How thousands of invisible citations sneak into papers and make for fake metrics

In 2022, Guillaume Cabanac noticed something unusual: a study had attracted more than 100 citations in a short span of less than two months of being published. 

Cabanac, a computer scientist at the University of Toulouse in France, initially flagged the study on PubPeer after it was highlighted by the Problematic Paper Screener, which automatically identifies research papers with certain issues. 

The screener flagged this particular paper — which has since been retracted — for containing so-called tortured phrases, strange twists on established terms that were probably introduced by translation software or humans looking to circumvent plagiarism checkers. 

But Cabanac noticed something weird: The study had been cited 107 times according to the ‘Altmetrics donut,’ an indicator of an article’s potential impact, yet it had been downloaded just 62 times. 

What’s more, according to Google Scholar, this paper had been cited only once. “There was a clear discrepancy between the counts on Google Scholar and the counts on Altmetrics/Dimensions,” Cabanac says. That gap is especially significant since “we know that usually Google Scholar overestimates the number of citations,” he adds. 

After a little probing,  Cabanac and his sleuthing colleagues figured out where the extra citations were coming from: the metadata files submitted to Crossref, a repository for unique identifiers for scholarly metadata, as the group report in a preprint posted to the arXiv server October 4. Google Scholar doesn’t use metadata files submitted to Crossref; instead it text-mines PDF versions of studies, Cabanac says.  

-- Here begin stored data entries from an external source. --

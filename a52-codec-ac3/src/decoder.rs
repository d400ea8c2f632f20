// A52
// Copyright (c) 2026 The Project A52 Developers.
//
// This Source Code Form is subject to the terms of the Mozilla Public
// License, v. 2.0. If a copy of the MPL was not distributed with this
// file, You can obtain one at https://mozilla.org/MPL/2.0/.

use std::io;

use a52_core::audio::{PcmBuffer, Sample, SignalSpec};
use a52_core::conv::FromSample;
use a52_core::errors::{decode_error, Error, Result};
use a52_core::io::{BitStreamLtr, FiniteStream, ReadBitsLtr, ReadBytes, ScopedStream};

use log::{debug, log_enabled, trace};

use crate::audblk::{AudioBlock, DeltaBitAlloc};
use crate::bit_alloc::{allocate, snr_offset, BitAllocParams, ChannelAllocation};
use crate::bsi::BitstreamInfo;
use crate::common::*;
use crate::downmix::{select_kernel, Block, DownmixKernel, MixLevels};
use crate::exponent::{unpack_channel, unpack_coupling};
use crate::imdct::Imdct;
use crate::mantissa::{MantissaUnpacker, Spectrum};
use crate::rematrix::rematrix;
use crate::sync::{SampleRate, SyncInfo};

/// The gain applied to a single channel when it is output on both the left and right channels.
const SINGLE_CHANNEL_GAIN: f32 = 0.7071;

/// The channel layout of the decoded audio.
#[derive(Copy, Clone, Debug, Default, PartialEq, Eq)]
pub enum OutputChannels {
    /// Left and right channels.
    #[default]
    Stereo,
    /// The average of the left and right channels.
    Mono,
}

impl OutputChannels {
    pub fn count(self) -> usize {
        match self {
            OutputChannels::Stereo => 2,
            OutputChannels::Mono => 1,
        }
    }
}

/// `DecoderOptions` is a common set of options that the decoder will use.
#[derive(Copy, Clone, Debug, Default)]
pub struct DecoderOptions {
    /// The channel layout to output.
    pub output: OutputChannels,
    /// Apply the dynamic range compression gain words carried in the audio blocks.
    pub dynamic_range: bool,
}

/// Computes the linear gain of a dynamic range gain word. A missing word is a gain of 1.
fn dynamic_range_gain(code: Option<u8>) -> f32 {
    match code {
        Some(code) => {
            // The 3 most-significant bits are a signed shift, the remaining 5 bits the fraction
            // of a mantissa with an implied leading one.
            let shift = i32::from((code as i8) >> 5);
            let mant = 32 + i32::from(code & 0x1f);

            mant as f32 / 64.0 * 2f32.powi(shift + 1)
        }
        None => 1.0,
    }
}
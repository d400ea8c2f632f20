// A52
// Copyright (c) 2026 The Project A52 Developers.
//
// This Source Code Form is subject to the terms of the Mozilla Public
// License, v. 2.0. If a copy of the MPL was not distributed with this
// file, You can obtain one at https://mozilla.org/MPL/2.0/.

//! Test helpers shared by the unit tests of the crate.

/// Writes bits most-significant first into a byte vector.
#[derive(Default)]
pub struct BitWriter {
    bytes: Vec<u8>,
    acc: u32,
    n_acc: u32,
}

impl BitWriter {
    pub fn new() -> Self {
        Default::default()
    }

    /// Writes the `bits` least-significant bits of `value`.
    pub fn put(&mut self, value: u32, bits: u32) -> &mut Self {
        for i in (0..bits).rev() {
            self.acc = (self.acc << 1) | ((value >> i) & 1);
            self.n_acc += 1;

            if self.n_acc == 8 {
                self.bytes.push(self.acc as u8);
                self.acc = 0;
                self.n_acc = 0;
            }
        }
        self
    }

    pub fn put_bit(&mut self, bit: bool) -> &mut Self {
        self.put(u32::from(bit), 1)
    }

    pub fn bits_written(&self) -> usize {
        8 * self.bytes.len() + self.n_acc as usize
    }

    /// Pads the final byte with zeros and returns the written bytes.
    pub fn finish(mut self) -> Vec<u8> {
        if self.n_acc > 0 {
            let pad = 8 - self.n_acc;
            self.put(0, pad);
        }
        self.bytes
    }
}

/// Couples both channels of a stereo [`TestFrame`] over a single coupling band.
///
/// The coupling coordinate mantissas are 0, making the coordinate of a channel exactly
/// `2^-(cplcoexp + 1)`. The coupling channel codes D15 exponents of 0.
#[derive(Clone, Debug, Default)]
pub struct TestCoupling {
    pub cplbegf: u8,
    pub cplendf: u8,
    pub cplcoexp: [u8; 2],
    /// Inverts the phase of the right channel.
    pub phsflg: bool,
    /// The 16-bit mantissa codes of the coupling channel by bin. All other mantissas are 0.
    pub mantissas: Vec<(usize, u16)>,
}

impl TestCoupling {
    pub fn cplstrtmant(&self) -> usize {
        usize::from(self.cplbegf) * 12 + 37
    }

    pub fn cplendmant(&self) -> usize {
        usize::from(self.cplendf + 3) * 12 + 37
    }
}

/// Builds a synthetic 48 kHz, 640 kbps frame without low frequency effects.
///
/// Every full-bandwidth channel codes D15 exponents in block 0, and reuses all side information
/// in blocks 1 to 5. Every block carries the same mantissas. With a coarse SNR offset of 0 every
/// bit allocation pointer is 0 and no mantissas are coded. With a coarse SNR offset of 63 and
/// exponents of 0, every bin is allocated a 16-bit mantissa.
#[derive(Clone, Debug)]
pub struct TestFrame {
    pub acmod: u8,
    pub chbwcod: u8,
    pub csnroffst: u8,
    pub blksw: [bool; crate::common::MAX_FBW_CHANNELS],
    /// Whether block 0 carries bit allocation parameters.
    pub baie: bool,
    /// The code of every exponent group. 62 codes three deltas of 0.
    pub exp_group: u8,
    /// The 16-bit mantissa codes of `(channel, bin)`. All other mantissas are 0.
    pub mantissas: Vec<(usize, usize, u16)>,
    /// Rematrixing flags of a stereo frame.
    pub rematflg: [bool; 4],
    /// Coupling of a stereo frame.
    pub coupling: Option<TestCoupling>,
}

impl Default for TestFrame {
    fn default() -> Self {
        TestFrame {
            acmod: 2,
            chbwcod: 0,
            csnroffst: 0,
            blksw: Default::default(),
            baie: true,
            exp_group: 62,
            mantissas: Vec::new(),
            rematflg: [false; 4],
            coupling: None,
        }
    }
}

impl TestFrame {
    pub const FRMSIZECOD: u8 = 36;

    pub fn frame_size(&self) -> usize {
        2 * usize::from(crate::tables::FRAME_SIZE_TABLE[usize::from(Self::FRMSIZECOD)].1[0])
    }

    pub fn nfchans(&self) -> usize {
        crate::tables::NFCHANS[usize::from(self.acmod)]
    }

    pub fn endmant(&self) -> usize {
        match self.coupling {
            Some(ref cpl) => cpl.cplstrtmant(),
            None => (usize::from(self.chbwcod) + 12) * 3 + 37,
        }
    }

    pub fn build(&self) -> Vec<u8> {
        assert!(self.coupling.is_none() || self.acmod == 0x2);

        let acmod = u32::from(self.acmod);

        let mut bw = BitWriter::new();

        // Synchronization information.
        bw.put(0x0b77, 16).put(0, 16).put(0, 2).put(u32::from(Self::FRMSIZECOD), 6);

        // Bitstream information.
        bw.put(8, 5).put(0, 3).put(acmod, 3);

        if acmod & 0x1 != 0 && acmod != 0x1 {
            bw.put(0, 2);
        }
        if acmod & 0x4 != 0 {
            bw.put(0, 2);
        }
        if acmod == 0x2 {
            bw.put(0, 2);
        }

        bw.put_bit(false);

        // dialnorm, compre, langcode, audprodie, for each program.
        for _ in 0..if acmod == 0 { 2 } else { 1 } {
            bw.put(27, 5).put(0, 3);
        }

        // copyrightb, origbs, timecod1e, timecod2e, addbsie
        bw.put(0, 5);

        for blk in 0..6 {
            self.write_block(&mut bw, blk == 0);
        }

        // Auxiliary data, auxdatae, crcrsv, and crc2.
        let pad = 8 * self.frame_size() - 18 - bw.bits_written();
        for _ in 0..pad {
            bw.put_bit(false);
        }
        bw.put(0, 18);

        bw.finish()
    }

    fn write_block(&self, bw: &mut BitWriter, first: bool) {
        let nfchans = self.nfchans();

        for &blksw in &self.blksw[..nfchans] {
            bw.put_bit(blksw);
        }

        // dithflag
        bw.put(0, nfchans as u32);

        // dynrnge, dynrng2e
        bw.put_bit(false);
        if self.acmod == 0 {
            bw.put_bit(false);
        }

        // cplstre, cplinu
        bw.put_bit(first);
        if first {
            bw.put_bit(self.coupling.is_some());
        }

        if let Some(ref cpl) = self.coupling {
            if first {
                // chincpl, phsflginu, cplbegf, cplendf
                bw.put(0x3, 2).put_bit(true);
                bw.put(u32::from(cpl.cplbegf), 4).put(u32::from(cpl.cplendf), 4);

                // Every sub-band after the first joins the first coupling band.
                for _ in 1..usize::from(cpl.cplendf + 3 - cpl.cplbegf) {
                    bw.put_bit(true);
                }
            }

            // cplcoe, then mstrcplco, cplcoexp, and cplcomant of the single band
            for &cplcoexp in &cpl.cplcoexp {
                bw.put_bit(first);
                if first {
                    bw.put(0, 2).put(u32::from(cplcoexp), 4).put(0, 4);
                }
            }

            if first {
                bw.put_bit(cpl.phsflg);
            }
        }

        // rematstr, rematflg
        if self.acmod == 0x2 {
            bw.put_bit(first);
            if first {
                let flags = |n: usize| {
                    self.rematflg[..n].iter().fold(0, |acc, &f| (acc << 1) | u32::from(f))
                };

                match self.coupling {
                    None => {
                        bw.put(flags(4), 4);
                    }
                    Some(ref cpl) if cpl.cplbegf > 2 => {
                        bw.put(flags(4), 4);
                    }
                    Some(ref cpl) => {
                        bw.put(flags(3), 3);
                        if cpl.cplbegf == 0 {
                            bw.put(flags(2), 2);
                        }
                    }
                }
            }
        }

        // cplexpstr, chexpstr
        if self.coupling.is_some() {
            bw.put(u32::from(first), 2);
        }
        for _ in 0..nfchans {
            bw.put(u32::from(first), 2);
        }

        if first {
            if self.coupling.is_none() {
                for _ in 0..nfchans {
                    bw.put(u32::from(self.chbwcod), 6);
                }
            }

            if let Some(ref cpl) = self.coupling {
                bw.put(0, 4);
                for _ in 0..(cpl.cplendmant() - cpl.cplstrtmant()) / 3 {
                    bw.put(62, 7);
                }
            }

            let ngrps = (self.endmant() - 1) / 3;

            for _ in 0..nfchans {
                bw.put(0, 4);
                for _ in 0..ngrps {
                    bw.put(u32::from(self.exp_group), 7);
                }
                bw.put(0, 2);
            }
        }

        // baie: sdcycod, fdcycod, sgaincod, dbpbcod, floorcod
        let baie = first && self.baie;
        bw.put_bit(baie);
        if baie {
            bw.put(2, 2).put(1, 2).put(1, 2).put(2, 2).put(7, 3);
        }

        // snroffste: csnroffst, then fsnroffst and fgaincod of the coupling channel and of each
        // channel
        bw.put_bit(first);
        if first {
            bw.put(u32::from(self.csnroffst), 6);
            if self.coupling.is_some() {
                bw.put(0, 4).put(4, 3);
            }
            for _ in 0..nfchans {
                bw.put(0, 4).put(4, 3);
            }
        }

        // cplleake, cplfleak, cplsleak
        if self.coupling.is_some() {
            bw.put_bit(first);
            if first {
                bw.put(0, 6);
            }
        }

        // deltbaie, skiple
        bw.put_bit(false).put_bit(false);

        if self.csnroffst != 0 {
            for ch in 0..nfchans {
                for bin in 0..self.endmant() {
                    let code = self
                        .mantissas
                        .iter()
                        .find(|&&(c, b, _)| c == ch && b == bin)
                        .map_or(0, |&(_, _, code)| code);

                    bw.put(u32::from(code), 16);
                }

                // The coupling channel follows the first coupled channel.
                if let (0, Some(cpl)) = (ch, &self.coupling) {
                    for bin in cpl.cplstrtmant()..cpl.cplendmant() {
                        let code = cpl
                            .mantissas
                            .iter()
                            .find(|&&(b, _)| b == bin)
                            .map_or(0, |&(_, code)| code);

                        bw.put(u32::from(code), 16);
                    }
                }
            }
        }
    }
}
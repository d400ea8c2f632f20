// A52
// Copyright (c) 2026 The Project A52 Developers.
//
// This Source Code Form is subject to the terms of the Mozilla Public
// License, v. 2.0. If a copy of the MPL was not distributed with this
// file, You can obtain one at https://mozilla.org/MPL/2.0/.

//! Downmixing of the full-bandwidth channels to a stereo pair.
//!
//! The same matrices apply whether the channels are mixed as transform coefficients before the
//! IMDCT, or as time-domain samples after it.

use log::debug;

use crate::bsi::BitstreamInfo;
use crate::common::SAMPLES_PER_BLOCK;

/// Centre mix levels indexed by `cmixlev`.
const CENTRE_MIX_LEVELS: [f32; 4] = [0.707, 0.595, 0.500, 0.707];

/// Surround mix levels indexed by `surmixlev`.
const SURROUND_MIX_LEVELS: [f32; 4] = [0.707, 0.500, 0.0, 0.500];

/// A block of 256 samples or coefficients of one channel.
pub type Block = [f32; SAMPLES_PER_BLOCK];

/// The weights applied to the front, centre, and surround channels.
#[derive(Copy, Clone, Debug, PartialEq)]
pub struct MixLevels {
    pub unit: f32,
    pub clev: f32,
    pub slev: f32,
}

impl MixLevels {
    /// Derives the normalized mix levels of a frame.
    pub fn new(bsi: &BitstreamInfo) -> Self {
        let clev = bsi.cmixlev.map_or(0.0, |code| CENTRE_MIX_LEVELS[usize::from(code)]);
        let slev = bsi.surmixlev.map_or(0.0, |code| SURROUND_MIX_LEVELS[usize::from(code)]);

        let norm = 1.0 / (1.0 + clev + slev);

        MixLevels { unit: norm, clev: clev * norm, slev: slev * norm }
    }
}

/// A `DownmixKernel` matrixes the full-bandwidth channels of a block, in coded channel order,
/// into a left and right channel.
pub trait DownmixKernel: Send + Sync {
    /// Gets a short name describing the kernel.
    fn name(&self) -> &'static str;

    /// Mixes the channels of audio coding mode `acmod` into `out`. Dual-mono and mono modes are
    /// not downmixed, and are ignored.
    fn downmix(&self, acmod: u8, levels: &MixLevels, input: &[Block], out: &mut [Block; 2]);
}

/// The portable downmix kernel.
#[derive(Default)]
pub struct ScalarDownmix;

impl DownmixKernel for ScalarDownmix {
    fn name(&self) -> &'static str {
        "scalar"
    }

    fn downmix(&self, acmod: u8, levels: &MixLevels, input: &[Block], out: &mut [Block; 2]) {
        let MixLevels { unit, clev, slev } = *levels;

        let [left_out, right_out] = out;

        match acmod {
            // 3/2: L, C, R, Ls, Rs
            7 => {
                for i in 0..SAMPLES_PER_BLOCK {
                    let centre = clev * input[1][i];
                    left_out[i] = unit * input[0][i] + centre + slev * input[3][i];
                    right_out[i] = unit * input[2][i] + centre + slev * input[4][i];
                }
            }
            // 2/2: L, R, Ls, Rs
            6 => {
                for i in 0..SAMPLES_PER_BLOCK {
                    left_out[i] = unit * input[0][i] + slev * input[2][i];
                    right_out[i] = unit * input[1][i] + slev * input[3][i];
                }
            }
            // 3/1: L, C, R, S
            5 => {
                for i in 0..SAMPLES_PER_BLOCK {
                    let centre = clev * input[1][i];
                    let surround = slev * input[3][i];
                    left_out[i] = unit * input[0][i] + centre - surround;
                    right_out[i] = unit * input[2][i] + centre + surround;
                }
            }
            // 2/1: L, R, S
            4 => {
                for i in 0..SAMPLES_PER_BLOCK {
                    let surround = slev * input[2][i];
                    left_out[i] = unit * input[0][i] - surround;
                    right_out[i] = unit * input[1][i] + surround;
                }
            }
            // 3/0: L, C, R
            3 => {
                for i in 0..SAMPLES_PER_BLOCK {
                    let centre = clev * input[1][i];
                    left_out[i] = unit * input[0][i] + centre;
                    right_out[i] = unit * input[2][i] + centre;
                }
            }
            // 2/0: L, R
            2 => {
                left_out.copy_from_slice(&input[0]);
                right_out.copy_from_slice(&input[1]);
            }
            _ => (),
        }
    }
}

/// Selects the downmix kernel to use for the lifetime of a decoder.
pub fn select_kernel() -> Box<dyn DownmixKernel> {
    let kernel = Box::new(ScalarDownmix);
    debug!("using {} downmix kernel", kernel.name());
    kernel
}

#[cfg(test)]
mod tests {
    use super::*;

    fn levels() -> MixLevels {
        MixLevels { unit: 0.5, clev: 0.25, slev: 0.125 }
    }

    /// Builds `n` channels where channel `ch` is the constant `ch + 1`.
    fn channels(n: usize) -> Vec<Block> {
        (0..n).map(|ch| [(ch + 1) as f32; SAMPLES_PER_BLOCK]).collect()
    }

    fn mix(acmod: u8, n: usize) -> (f32, f32) {
        let mut out = [[0.0; SAMPLES_PER_BLOCK]; 2];
        ScalarDownmix.downmix(acmod, &levels(), &channels(n), &mut out);

        assert!(out[0].iter().all(|&s| s == out[0][0]));
        assert!(out[1].iter().all(|&s| s == out[1][0]));

        (out[0][0], out[1][0])
    }

    #[test]
    fn verify_mix_levels() {
        let mut bsi = BitstreamInfo::default();

        bsi.acmod = 2;
        assert_eq!(MixLevels::new(&bsi), MixLevels { unit: 1.0, clev: 0.0, slev: 0.0 });

        bsi.acmod = 7;
        bsi.cmixlev = Some(2);
        bsi.surmixlev = Some(2);
        assert_eq!(MixLevels::new(&bsi), MixLevels { unit: 1.0 / 1.5, clev: 0.5 / 1.5, slev: 0.0 });

        bsi.cmixlev = Some(0);
        bsi.surmixlev = Some(1);
        let levels = MixLevels::new(&bsi);
        assert!((levels.unit + levels.clev + levels.slev - 1.0).abs() < 1e-6);
        assert!((levels.clev / levels.unit - 0.707).abs() < 1e-6);
        assert!((levels.slev / levels.unit - 0.5).abs() < 1e-6);
    }

    #[test]
    fn verify_downmix_modes() {
        // 3/2: L=1, C=2, R=3, Ls=4, Rs=5
        assert_eq!(mix(7, 5), (0.5 + 0.5 + 0.5, 1.5 + 0.5 + 0.625));
        // 2/2: L=1, R=2, Ls=3, Rs=4
        assert_eq!(mix(6, 4), (0.5 + 0.375, 1.0 + 0.5));
        // 3/1: L=1, C=2, R=3, S=4
        assert_eq!(mix(5, 4), (0.5 + 0.5 - 0.5, 1.5 + 0.5 + 0.5));
        // 2/1: L=1, R=2, S=3
        assert_eq!(mix(4, 3), (0.5 - 0.375, 1.0 + 0.375));
        // 3/0: L=1, C=2, R=3
        assert_eq!(mix(3, 3), (0.5 + 0.5, 1.5 + 0.5));
        // 2/0 is passed through unscaled.
        assert_eq!(mix(2, 2), (1.0, 2.0));
    }
}
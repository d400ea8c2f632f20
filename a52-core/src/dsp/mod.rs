// A52
// Copyright (c) 2026 The Project A52 Developers.
//
// This Source Code Form is subject to the terms of the Mozilla Public
// License, v. 2.0. If a copy of the MPL was not distributed with this
// file, You can obtain one at https://mozilla.org/MPL/2.0/.

//! The `dsp` module provides the signal processing primitives shared by the transform stages of
//! the decoder.

pub mod complex;
pub mod fft;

“We believe we found an undocumented way of cheating with citation counts,” Cabanac tells Retraction Watch. “It’s original because it doesn’t require fraudsters to alter the version of record, meaning the PDF or HTML version of the paper.”

 The metadata files of the papers in question seem to contain more references than are in the HTML or PDF versions, Cabanac says. According to Cabanac, the references are sneaked in at some point into metadata files that are submitted to Crossref and automatically ingested. Since metadata files can be resubmitted as many times as one likes, updated metadata files can also be submitted anytime after an article is published. 

These extra undue citations ultimately inflate the Altmetrics score represented by the donut, which depicts how often an article is being cited and mentioned on social media. That’s problematic because these inflated citation scores are ultimately reflected on bibliographic platforms like Dimensions. Citation counts are frequently used as a way to judge researchers and apportion funding so boosting such indicators could falsely amplify a researcher’s perceived impact.    

According to the study, the introduced references seem to be coming largely from journals published by Technoscience Academy, an open access publisher run out of Gujarat, India, and a Crossref member. Technoscience Academy did not reply to a request for comment. 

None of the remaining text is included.